Number of lines with "PathBuf" in the data: give that figure by itself.
==================================================
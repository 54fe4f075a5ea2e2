use std::{path::PathBuf, sync::Arc};

use note_datastore::DataStore;

use crate::{
    cleanup::{CleanupHook, NoopCleanup},
    downloader::{Downloader, DownloaderRegistry},
    llm::{summarizer::SummarizerFactory, transcriber::Transcriber},
    processor::{cache::TaskCache, status::StatusStore, NoteProcessor, PipelineConfig},
    video::{Ffmpeg, VideoProcessor},
};

pub struct NoteProcessorBuilder<D = (), T = (), S = ()> {
    config: PipelineConfig,
    store: D,
    transcriber: T,
    summarizers: S,
    downloaders: DownloaderRegistry,
    video: Arc<dyn VideoProcessor>,
    cleanup: Arc<dyn CleanupHook>,
}

impl NoteProcessorBuilder {
    pub fn new(note_output_dir: impl Into<PathBuf>, data_dir: impl Into<PathBuf>) -> Self {
        Self {
            config: PipelineConfig::new(note_output_dir, data_dir),
            store: (),
            transcriber: (),
            summarizers: (),
            downloaders: DownloaderRegistry::new(),
            video: Arc::new(Ffmpeg::default()),
            cleanup: Arc::new(NoopCleanup),
        }
    }
}

impl<D, T, S> NoteProcessorBuilder<D, T, S> {
    pub fn store<D2: DataStore + Send + Sync + 'static>(
        self,
        store: D2,
    ) -> NoteProcessorBuilder<D2, T, S> {
        NoteProcessorBuilder {
            config: self.config,
            store,
            transcriber: self.transcriber,
            summarizers: self.summarizers,
            downloaders: self.downloaders,
            video: self.video,
            cleanup: self.cleanup,
        }
    }

    pub fn transcriber<T2: Transcriber + Send + Sync + 'static>(
        self,
        transcriber: T2,
    ) -> NoteProcessorBuilder<D, T2, S> {
        NoteProcessorBuilder {
            config: self.config,
            store: self.store,
            transcriber,
            summarizers: self.summarizers,
            downloaders: self.downloaders,
            video: self.video,
            cleanup: self.cleanup,
        }
    }

    pub fn summarizers<S2: SummarizerFactory + Send + Sync + 'static>(
        self,
        summarizers: S2,
    ) -> NoteProcessorBuilder<D, T, S2> {
        NoteProcessorBuilder {
            config: self.config,
            store: self.store,
            transcriber: self.transcriber,
            summarizers,
            downloaders: self.downloaders,
            video: self.video,
            cleanup: self.cleanup,
        }
    }

    pub fn downloader(mut self, platform: impl Into<String>, downloader: Arc<dyn Downloader>) -> Self {
        self.downloaders = self.downloaders.register(platform, downloader);
        self
    }

    pub fn downloaders(mut self, downloaders: DownloaderRegistry) -> Self {
        self.downloaders = downloaders;
        self
    }

    pub fn video_processor(mut self, video: Arc<dyn VideoProcessor>) -> Self {
        self.video = video;
        self
    }

    pub fn cleanup(mut self, cleanup: Arc<dyn CleanupHook>) -> Self {
        self.cleanup = cleanup;
        self
    }

    pub fn static_dir(mut self, static_dir: impl Into<PathBuf>) -> Self {
        self.config.static_dir = static_dir.into();
        self
    }

    pub fn image_base_url(mut self, image_base_url: impl Into<String>) -> Self {
        self.config.image_base_url = image_base_url.into();
        self
    }

    pub fn grid_unit_size(mut self, width: u32, height: u32) -> Self {
        self.config.grid_unit_width = width;
        self.config.grid_unit_height = height;
        self
    }

    pub fn grid_save_quality(mut self, quality: u8) -> Self {
        self.config.grid_save_quality = quality;
        self
    }
}

impl<D, T, S> NoteProcessorBuilder<D, T, S>
where
    D: DataStore + Send + Sync + 'static,
    T: Transcriber + Send + Sync + 'static,
    S: SummarizerFactory + Send + Sync + 'static,
{
    pub fn build(self) -> NoteProcessor<D, T, S> {
        let cache = TaskCache::new(&self.config.note_output_dir);
        let status = StatusStore::new(&self.config.note_output_dir);
        NoteProcessor {
            config: self.config,
            store: self.store,
            transcriber: self.transcriber,
            summarizers: self.summarizers,
            downloaders: self.downloaders,
            video: self.video,
            cleanup: self.cleanup,
            cache,
            status,
        }
    }
}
==================================================
Answer section ▸
3